The preparation of the mono-, bis-, and trisdigitoxosides of 14-hydroxy-5 beta,14 beta-pregnan-20-one and 14,20 beta-dihydroxy-5 beta,14 beta-pregnane by two routes, based on the conversion of the alpha,beta-unsaturated gamma-lactone in digitoxin to the 20-ketone and 20 beta-alcohol by ozonolysis and zinc-acetic acid treatment followed by lithium tri-tert-butoxyaluminum hydride reduction, are described. Synthesis of the alpha-L-rhamnoside derivatives is described also. Structures were confirmed by 1H and 13C NMR spectra. These derivatives show strong interaction with the cardiac glycoside receptor of heart muscle in an [3H]ouabain radioligand binding assay.

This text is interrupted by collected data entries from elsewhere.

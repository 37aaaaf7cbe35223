//! # Constants and type definitions for Passwatch
//!
//! This module centralizes the **physical constants**, **conversion factors**, and **common type
//! aliases** used throughout the `passwatch` library.
//!
//! ## Overview
//!
//! - Astronomical and geophysical constants (AU, Earth radii, WGS84 flattening)
//! - Time constants (J2000.0 epoch, Julian century, seconds per day)
//! - Default scan parameters (72 h window, 20 s step) and the civil-twilight threshold
//! - Unit type aliases used across the crate
//!
//! Distances are in **kilometers** everywhere in this crate, angles exchanged through public
//! APIs are in **degrees** unless the type alias says [`Radian`].

// -------------------------------------------------------------------------------------------------
// Physical constants and unit conversions
// -------------------------------------------------------------------------------------------------

/// 2π, useful for trigonometric conversions
pub const DPI: f64 = 2. * std::f64::consts::PI;

/// Number of seconds in a Julian day
pub const SECONDS_PER_DAY: f64 = 86_400.0;

/// Number of days in a Julian century
pub const DAYS_PER_JULIAN_CENTURY: f64 = 36_525.0;

/// Astronomical Unit in kilometers (IAU 2012)
pub const AU: f64 = 149_597_870.7;

/// Degrees → radians
pub const RADEG: f64 = std::f64::consts::PI / 180.0;

/// Arcseconds → radians
pub const RADSEC: f64 = std::f64::consts::PI / 648000.0;

/// Julian Date of the J2000.0 epoch (2000-01-01 12:00:00)
pub const JD_J2000: f64 = 2_451_545.0;

/// MJD epoch of J2000.0
pub const T2000: f64 = 51544.5;

/// Earth mean radius in kilometers, used as the radius of the shadow cylinder
pub const EARTH_MEAN_RADIUS: Kilometer = 6371.0;

/// Earth equatorial radius in kilometers (WGS84)
pub const EARTH_MAJOR_AXIS: Kilometer = 6378.137;

/// Earth flattening (WGS84)
pub const EARTH_FLATTENING: f64 = 1.0 / 298.257_223_563;

/// First eccentricity squared of the WGS84 ellipsoid
pub const EARTH_ECC2: f64 = EARTH_FLATTENING * (2.0 - EARTH_FLATTENING);

/// Sun altitude below which the sky counts as dark (end of civil twilight)
pub const CIVIL_TWILIGHT: Degree = -6.0;

/// Default length of the scan window, in hours
pub const DEFAULT_WINDOW_HOURS: f64 = 72.0;

/// Default sampling step of the scan, in seconds
pub const DEFAULT_STEP_SECONDS: Second = 20.0;

// -------------------------------------------------------------------------------------------------
// Type aliases
// -------------------------------------------------------------------------------------------------

/// Angle in degrees
pub type Degree = f64;
/// Angle in radians
pub type Radian = f64;
/// Distance in kilometers
pub type Kilometer = f64;
/// Duration in seconds
pub type Second = f64;
/// Julian Date (days, UTC)
pub type JulianDay = f64;
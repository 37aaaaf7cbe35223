use hifitime::Epoch;
use nalgebra::Vector3;

use crate::constants::{Degree, Radian, AU, RADSEC};
use crate::time::julian_centuries;

/// Geometric solar coordinates in the mean ecliptic frame of date.
///
/// Units
/// -----
/// * `longitude`: true ecliptic longitude in degrees, `[0, 360)`.
/// * `distance`: Sun–Earth distance in astronomical units.
/// * `obliquity`: mean obliquity of the ecliptic in radians.
#[derive(Debug, Clone, Copy, PartialEq)]
pub struct SolarCoordinates {
    pub longitude: Degree,
    pub distance: f64,
    pub obliquity: Radian,
}

/// Mean obliquity of the ecliptic (IAU 1976 model).
///
/// Arguments
/// ---------
/// * `t`: Julian centuries since J2000.0.
///
/// Returns
/// --------
/// * Mean obliquity of the ecliptic in radians.
///
/// Formula
/// -------
/// Cubic polynomial evaluated with Horner's method, coefficients in arcseconds:
///
/// ```text
/// ε = ((ob3 * t + ob2) * t + ob1) * t + ob0;
/// ```
pub fn mean_obliquity(t: f64) -> Radian {
    let ob0 = ((23.0 * 3600.0 + 26.0 * 60.0) + 21.448) * RADSEC;
    let ob1 = -46.815 * RADSEC;
    let ob2 = -0.00059 * RADSEC;
    let ob3 = 0.001813 * RADSEC;

    ((ob3 * t + ob2) * t + ob1) * t + ob0
}

/// Low-precision solar coordinates for a time in Julian centuries since J2000.0.
///
/// The model is the classical closed form:
///
/// 1. mean longitude `L0` and mean anomaly `M` as quadratics in `t`, reduced mod 360°,
/// 2. equation of center `C` as a three-term sine series in `M`,
/// 3. true longitude `L0 + C` and true anomaly `ν = M + C`,
/// 4. orbital eccentricity as a quadratic in `t`, distance `R = a(1 - e²) / (1 + e·cos ν)`.
///
/// Arguments
/// -----------------
/// * `t`: Julian centuries since J2000.0.
///
/// Return
/// ----------
/// * The [`SolarCoordinates`] at `t`.
pub fn solar_coordinates(t: f64) -> SolarCoordinates {
    let l0 = (280.46646 + t * (36_000.76983 + t * 0.000_3032)).rem_euclid(360.0);
    let m = (357.52911 + t * (35_999.05029 - t * 0.000_1537)).rem_euclid(360.0);
    let m_rad = m.to_radians();

    let c = (1.914_602 - t * (0.004_817 + t * 0.000_014)) * m_rad.sin()
        + (0.019_993 - t * 0.000_101) * (2.0 * m_rad).sin()
        + 0.000_289 * (3.0 * m_rad).sin();

    let longitude = (l0 + c).rem_euclid(360.0);
    let true_anomaly = (m + c).rem_euclid(360.0).to_radians();

    let e = 0.016_708_634 - t * (0.000_042_037 + t * 0.000_000_126_7);
    let distance = 1.000_001_018 * (1.0 - e * e) / (1.0 + e * true_anomaly.cos());

    SolarCoordinates {
        longitude,
        distance,
        obliquity: mean_obliquity(t),
    }
}

/// Sun position vector in the Earth-centered inertial frame, in kilometers.
///
/// The ecliptic longitude / distance pair from [`solar_coordinates`] is rotated about the
/// x-axis by the obliquity (ecliptic latitude of the Sun taken as zero). The result is
/// recomputed on every call; nothing is cached.
///
/// Arguments
/// -----------------
/// * `epoch`: the instant (converted to a UTC Julian day internally).
///
/// Return
/// ----------
/// * `(x, y, z)` in km, equatorial inertial frame.
///
/// See also
/// ------------
/// * [`crate::sun::illumination::is_sunlit`] – Main consumer of this vector.
pub fn sun_position(epoch: &Epoch) -> Vector3<f64> {
    let coords = solar_coordinates(julian_centuries(epoch));

    let r = coords.distance * AU;
    let (sin_lon, cos_lon) = coords.longitude.to_radians().sin_cos();
    let (sin_eps, cos_eps) = coords.obliquity.sin_cos();

    Vector3::new(
        r * cos_lon,
        r * cos_eps * sin_lon,
        r * sin_eps * sin_lon,
    )
}

#[cfg(test)]
mod ephemeris_test {
    use super::*;
    use crate::constants::RADEG;
    use approx::assert_abs_diff_eq;

    #[test]
    fn test_obliquity_j2000() {
        assert_abs_diff_eq!(mean_obliquity(0.0) / RADEG, 23.439_291, epsilon = 1e-6);
        // decreases by ~47" per century
        assert!(mean_obliquity(1.0) < mean_obliquity(0.0));
    }

    #[test]
    fn test_solar_coordinates_j2000() {
        let coords = solar_coordinates(0.0);
        assert_abs_diff_eq!(coords.longitude, 280.37, epsilon = 0.02);
        assert_abs_diff_eq!(coords.distance, 0.98333, epsilon = 1e-4);
    }

    #[test]
    fn test_sun_near_march_equinox() {
        // 2024-03-20 03:06 UTC
        let epoch = Epoch::from_gregorian_utc_hms(2024, 3, 20, 3, 6, 0);
        let sun = sun_position(&epoch);
        let declination = (sun.z / sun.norm()).asin().to_degrees();
        let right_ascension = sun.y.atan2(sun.x).to_degrees();
        assert_abs_diff_eq!(declination, 0.0, epsilon = 0.05);
        assert_abs_diff_eq!(right_ascension, 0.0, epsilon = 0.1);
        assert_abs_diff_eq!(sun.norm() / AU, 0.996, epsilon = 0.002);
    }

    #[test]
    fn test_sun_near_june_solstice() {
        // 2024-06-20 20:51 UTC
        let epoch = Epoch::from_gregorian_utc_hms(2024, 6, 20, 20, 51, 0);
        let sun = sun_position(&epoch);
        let declination = (sun.z / sun.norm()).asin().to_degrees();
        assert_abs_diff_eq!(declination, 23.44, epsilon = 0.05);
        assert_abs_diff_eq!(sun.x / sun.norm(), 0.0, epsilon = 2e-3);
        assert!(sun.y > 0.0);
    }

    #[test]
    fn test_sun_position_is_deterministic() {
        let epoch = Epoch::from_gregorian_utc_hms(2031, 11, 2, 17, 45, 12);
        assert_eq!(sun_position(&epoch), sun_position(&epoch));
    }
}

Structure-activity relationships which are reported for glycosides and genins show that the alpha-L-rhamnoside derivatives are more potent than the beta-D-digitoxoside or the beta-D-glucoside and that the beta-D-glucosides are more potent than the mono-, bis-, and trisdigitoxosides. Potency is not increased by the addition of the second and third digitoxose units.